Gentiloni, politica estera tra G7 e Onu: l’Italia alla prova
Gentiloni, politica estera tra G7 e Onu: l’Italia alla prova
Il 2017 si preannuncia un anno decisivo e ricco di impegni per la politica estera italiana. Da ieri infatti, primo gennaio, l’Italia ha assunto la presidenza del G7 ed è entrata come membro non permanente nel Consiglio di sicurezza delle Nazioni Unite, che presiederà dal prossimo novembre. Sempre da ieri, il nostro paese è entrato anche nella collegio dell’Osce, guidando il gruppo di contatto sul Mediterraneo. Il Mediterraneo al centro dell’agenda politica, quindi, rafforzato dalla guida italiana: sarà questa la priorità della politica estera del nostro governo. Non solo Mediterraneo, però. Nel discorso di fine anno il presidente del consiglio Paolo Gentiloni ha illustrato quali saranno i temi al centro dell’agenda di politica estera, e ha sottolineato come l’Italia potrebbe giocare un ruolo importante nella partita del 2017.
Gentiloni, politica estera tra G7 e Onu: l’Italia alla prova
Il presidente del Consiglio, ministro degli Esteri nel precedente governo, ha garantito che il ruolo dell’Italia nel G7 sarà “quello di sempre”, ovvero fermo nella difesa dei valori della libertà e democrazia, con il contributo nelle missioni internazionali, dall’Iraq all’Afghanistan, e partner fondamentale nell’Unione europea e nella Nato.
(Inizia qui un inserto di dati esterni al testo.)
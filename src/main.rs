use std::path::PathBuf;
use std::time::Instant;

use anyhow::{anyhow, bail, Result};
use log::info;
use plotters::style::{RGBColor, BLUE, RED};
use structopt::StructOpt;

use independent_q_learning::env::{MatrixGame, MultiAgentEnv};
use independent_q_learning::logging::init_logging;
use independent_q_learning::trainer::{evaluate, train};
use independent_q_learning::utils::{moving_average, plot_moving_average};
use independent_q_learning::{IndependentQLearner, LearnerConfig, TrainConfig};

/// Train independent Q-learning agents on a cooperative matrix game
#[derive(StructOpt, Debug)]
#[structopt(name = "iql")]
struct Cli {
    /// Game to play: "penalty" or "climbing"
    #[structopt(long = "game", default_value = "penalty")]
    game: String,

    /// Miscoordination payoff of the penalty game
    #[structopt(long = "penalty", default_value = "-100", allow_hyphen_values = true)]
    penalty: f64,

    /// Number of episodes for the training
    #[structopt(long = "n_episodes", short = "n", default_value = "20000")]
    n_episodes: u64,

    /// Simultaneous moves per episode
    #[structopt(long = "ep_length", default_value = "1")]
    ep_length: usize,

    /// Discount factor used on the temporal difference target
    #[structopt(long = "gamma", default_value = "0.99")]
    gamma: f64,

    /// Seed of the exploration random stream
    #[structopt(long = "seed", default_value = "42")]
    seed: u64,

    /// Evaluate the greedy policy every this many episodes (0 disables it)
    #[structopt(long = "eval_freq", default_value = "1000")]
    eval_freq: u64,

    /// Episodes per evaluation
    #[structopt(long = "eval_episodes", default_value = "10")]
    eval_episodes: u64,

    /// Moving average window used on the plots
    #[structopt(long = "moving_average_window", default_value = "100")]
    moving_average_window: usize,

    /// Write plots of the training curves into this directory
    #[structopt(long = "plot_dir", parse(from_os_str))]
    plot_dir: Option<PathBuf>,

    /// Hide the progress bar
    #[structopt(long = "quiet")]
    quiet: bool,
}

fn main() -> Result<()> {
    init_logging();
    let cli: Cli = Cli::from_args();

    let mut env = match cli.game.as_str() {
        "penalty" => MatrixGame::penalty_game(cli.penalty, cli.ep_length),
        "climbing" => MatrixGame::climbing_game(cli.ep_length),
        other => bail!("unknown game '{}', expected 'penalty' or 'climbing'", other),
    };

    let learner_config = LearnerConfig {
        seed: cli.seed,
        ..LearnerConfig::new(env.num_agents(), cli.gamma)
    };
    let train_config = TrainConfig {
        n_episodes: cli.n_episodes,
        eval_freq: cli.eval_freq,
        eval_episodes: cli.eval_episodes,
        show_progress: !cli.quiet,
    };
    let mut learner = IndependentQLearner::from_config(&learner_config, env.action_spaces())?;

    let now: Instant = Instant::now();
    let results = train(&mut env, &mut learner, &train_config)?;
    info!("training took {:.2?}", now.elapsed());

    let joint_action = learner.greedy_act(&env.reset())?;
    let final_returns = evaluate(&mut env, &learner, cli.eval_episodes.max(1))?;
    info!(
        "greedy joint action {:?}: mean return {:.2} (optimum per step {:.1})",
        joint_action,
        final_returns.iter().sum::<f64>() / final_returns.len() as f64,
        env.optimal_payoff()
    );
    for agent in 0..learner.num_agents() {
        info!("agent {} values {}", agent, learner.q_values(agent, &0usize)?);
    }

    if let Some(dir) = cli.plot_dir {
        let window = (cli.n_episodes as usize / cli.moving_average_window.max(1)).max(1);
        let colors: Vec<RGBColor> = vec![BLUE, RED];
        let returns = vec![moving_average(window, &results.episode_returns)];
        plot_moving_average(&returns, &colors, &["IQL"], "Train Returns", &dir)
            .map_err(|e| anyhow!("failed to plot returns: {}", e))?;
        let values = vec![moving_average(window, &results.mean_q_values)];
        plot_moving_average(&values, &colors, &["IQL"], "Mean Q Values", &dir)
            .map_err(|e| anyhow!("failed to plot values: {}", e))?;
        let schedule = vec![results.epsilons.clone(), results.learning_rates.clone()];
        plot_moving_average(
            &schedule,
            &colors,
            &["epsilon", "learning rate"],
            "Hyperparameters",
            &dir,
        )
        .map_err(|e| anyhow!("failed to plot hyperparameters: {}", e))?;
        info!("plots written to {}", dir.display());
    }
    Ok(())
}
Nella conferenza stampa dello scorso 23 dicembre ha infatti tracciato le linee guida dell’azione politica italiana, ribadendo la necessità che “l’Italia, nella sua politica estera, abbia fermi i parametri Europa-Alleanza atlantica, ma abbia anche molto chiara la necessità di tenere da conto il nostro interesse nazionale” – e ha aggiunto che per l’economia e la sicurezza del paese ciò che conta è infatti la centralità del Mediterraneo, in una scena politica che “vede protagonisti da un lato gli Stati falliti come Libia, Siria, Yemen e Somalia e dall’altra parte la frustrazione di alcuni Stati sovrani che si traduce in una politica nazionale molto pronunciata”.
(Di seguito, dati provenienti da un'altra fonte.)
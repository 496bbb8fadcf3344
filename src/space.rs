use enum_dispatch::enum_dispatch;

use crate::error::{IqlError, Result};

/// Common behaviour of action-space descriptors.
#[enum_dispatch]
pub trait Space {
    /// Number of entries of the one-hot flattened space.
    fn flat_dim(&self) -> Result<usize>;

    fn is_discrete(&self) -> bool;
}

/// `n` mutually exclusive choices.
#[derive(Debug, Clone, PartialEq, Eq)]
pub struct Discrete {
    pub n: usize,
}

impl Discrete {
    pub fn new(n: usize) -> Self {
        Self { n }
    }
}

impl Space for Discrete {
    fn flat_dim(&self) -> Result<usize> {
        if self.n == 0 {
            return Err(IqlError::configuration(
                "discrete action space must have at least one action",
            ));
        }
        Ok(self.n)
    }

    fn is_discrete(&self) -> bool {
        true
    }
}

/// Several independent discrete components.
#[derive(Debug, Clone, PartialEq, Eq)]
pub struct MultiDiscrete {
    pub nvec: Vec<usize>,
}

impl MultiDiscrete {
    pub fn new(nvec: Vec<usize>) -> Self {
        Self { nvec }
    }
}

impl Space for MultiDiscrete {
    fn flat_dim(&self) -> Result<usize> {
        if let Some(position) = self.nvec.iter().position(|&n| n == 0) {
            return Err(IqlError::configuration(format!(
                "multi-discrete component {} has no choices",
                position
            )));
        }
        Ok(self.nvec.iter().sum())
    }

    fn is_discrete(&self) -> bool {
        true
    }
}

/// `n` binary switches.
#[derive(Debug, Clone, PartialEq, Eq)]
pub struct MultiBinary {
    pub n: usize,
}

impl MultiBinary {
    pub fn new(n: usize) -> Self {
        Self { n }
    }
}

impl Space for MultiBinary {
    fn flat_dim(&self) -> Result<usize> {
        Ok(self.n)
    }

    fn is_discrete(&self) -> bool {
        true
    }
}

/// Composite of other spaces, flattened by concatenation.
#[derive(Debug, Clone, PartialEq)]
pub struct TupleSpace {
    pub spaces: Vec<ActionSpace>,
}

impl TupleSpace {
    pub fn new(spaces: Vec<ActionSpace>) -> Self {
        Self { spaces }
    }
}

impl Space for TupleSpace {
    fn flat_dim(&self) -> Result<usize> {
        let mut value = 0;
        for space in self.spaces.iter() {
            value += space.flat_dim()?;
        }
        Ok(value)
    }

    fn is_discrete(&self) -> bool {
        self.spaces.iter().all(|space| space.is_discrete())
    }
}

/// Continuous box bounded by `low` and `high` on every coordinate.
#[derive(Debug, Clone, PartialEq)]
pub struct BoxSpace {
    pub low: f64,
    pub high: f64,
    pub shape: Vec<usize>,
}

impl BoxSpace {
    pub fn new(low: f64, high: f64, shape: Vec<usize>) -> Self {
        Self { low, high, shape }
    }
}

impl Space for BoxSpace {
    fn flat_dim(&self) -> Result<usize> {
        Err(IqlError::configuration(format!(
            "continuous action space [{}, {}] with shape {:?} has no finite discrete size",
            self.low, self.high, self.shape
        )))
    }

    fn is_discrete(&self) -> bool {
        false
    }
}

#[derive(Debug, Clone, PartialEq)]
#[enum_dispatch(Space)]
pub enum ActionSpace {
    Discrete(Discrete),
    MultiDiscrete(MultiDiscrete),
    MultiBinary(MultiBinary),
    Tuple(TupleSpace),
    Continuous(BoxSpace),
}

impl ActionSpace {
    pub fn discrete(n: usize) -> Self {
        Discrete::new(n).into()
    }

    /// Flattened size an agent can index into; always at least one.
    pub fn n_actions(&self) -> Result<usize> {
        let size = self.flat_dim()?;
        if size == 0 {
            return Err(IqlError::configuration(format!(
                "action space {:?} flattens to zero actions",
                self
            )));
        }
        Ok(size)
    }
}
Non è ancora certo se sarà proprio Paolo Gentiloni a presiedere la prossima conferenza G7, in programma a Taormina il 26 e 27 maggio prossimi. È certo, invece, che chiunque presiederà il summit si troverà a gestire dei nuovi equilibri. Per gli Stati Uniti, il democratico Obama sarà sostituito dal neo eletto Donald Trump, che ha già dato modo di intendere alcuni cambiamenti nella politica estera del paese. Ciò che ha assicurato Gentiloni è la solida alleanza tra i due paesi: “ci sono cose che non cambiano, il rapporto tra Italia e Usa non è cambiato nel passaggio tra Kennedy e Nixon, Reagan e Clinton, Bush e Obama”, anzi l’Italia potrebbe giocare un ruolo nel tentativo di riprendere il dialogo con la Russia.
Una delle questioni al centro dell’agenda per il semestre appena iniziato potrebbe essere il riequilibrio nelle relazioni tra Israele e Palestina. Il 2016 si è concluso con la storica votazione al Consiglio di sicurezza dell’ONU che ha approvato una risoluzione di condanna degli insediamenti israeliani in Cisgiordania. Un risultato ottenuto grazie all’astensione degli Stati Uniti. Gentiloni ha annunciato che l’Italia cercherà di rimette la questione al centro dell’agenda, poiché non si può consentire “al terrorismo di matrice islamica di appropriarsi del conflitto palestinese, che nasce con un’altra storia” – ciò che occorre, è invece puntare alla soluzione di due popoli e due Stati, per questo: “l’annuncio di nuovi insediamenti non aiuta così come non aiuta isolare Israele nei consessi internazionali”.
Per finire la Siria. Anche in questo teatro di guerra l’Italia potrebbe avere un ruolo importante all’interno delle Nazioni Unite. Dopo l’accordo dello scorso 30 dicembre tra il governo siriano e una parte dei gruppi ribelli per il cessate il fuoco, la situazione sembra ancora essere in una fase di incertezza. Il premier ha messo in evidenza la fragilità dell’accordo sulla base della collaborazione tra Russia e Turchia, mentre la crisi dovrebbe essere gestita solo nella sede delle Nazioni unite: “il messaggio dell’Italia è che la soluzione passa per l’apertura di un negoziato che veda una transizione gestita dall’Onu”.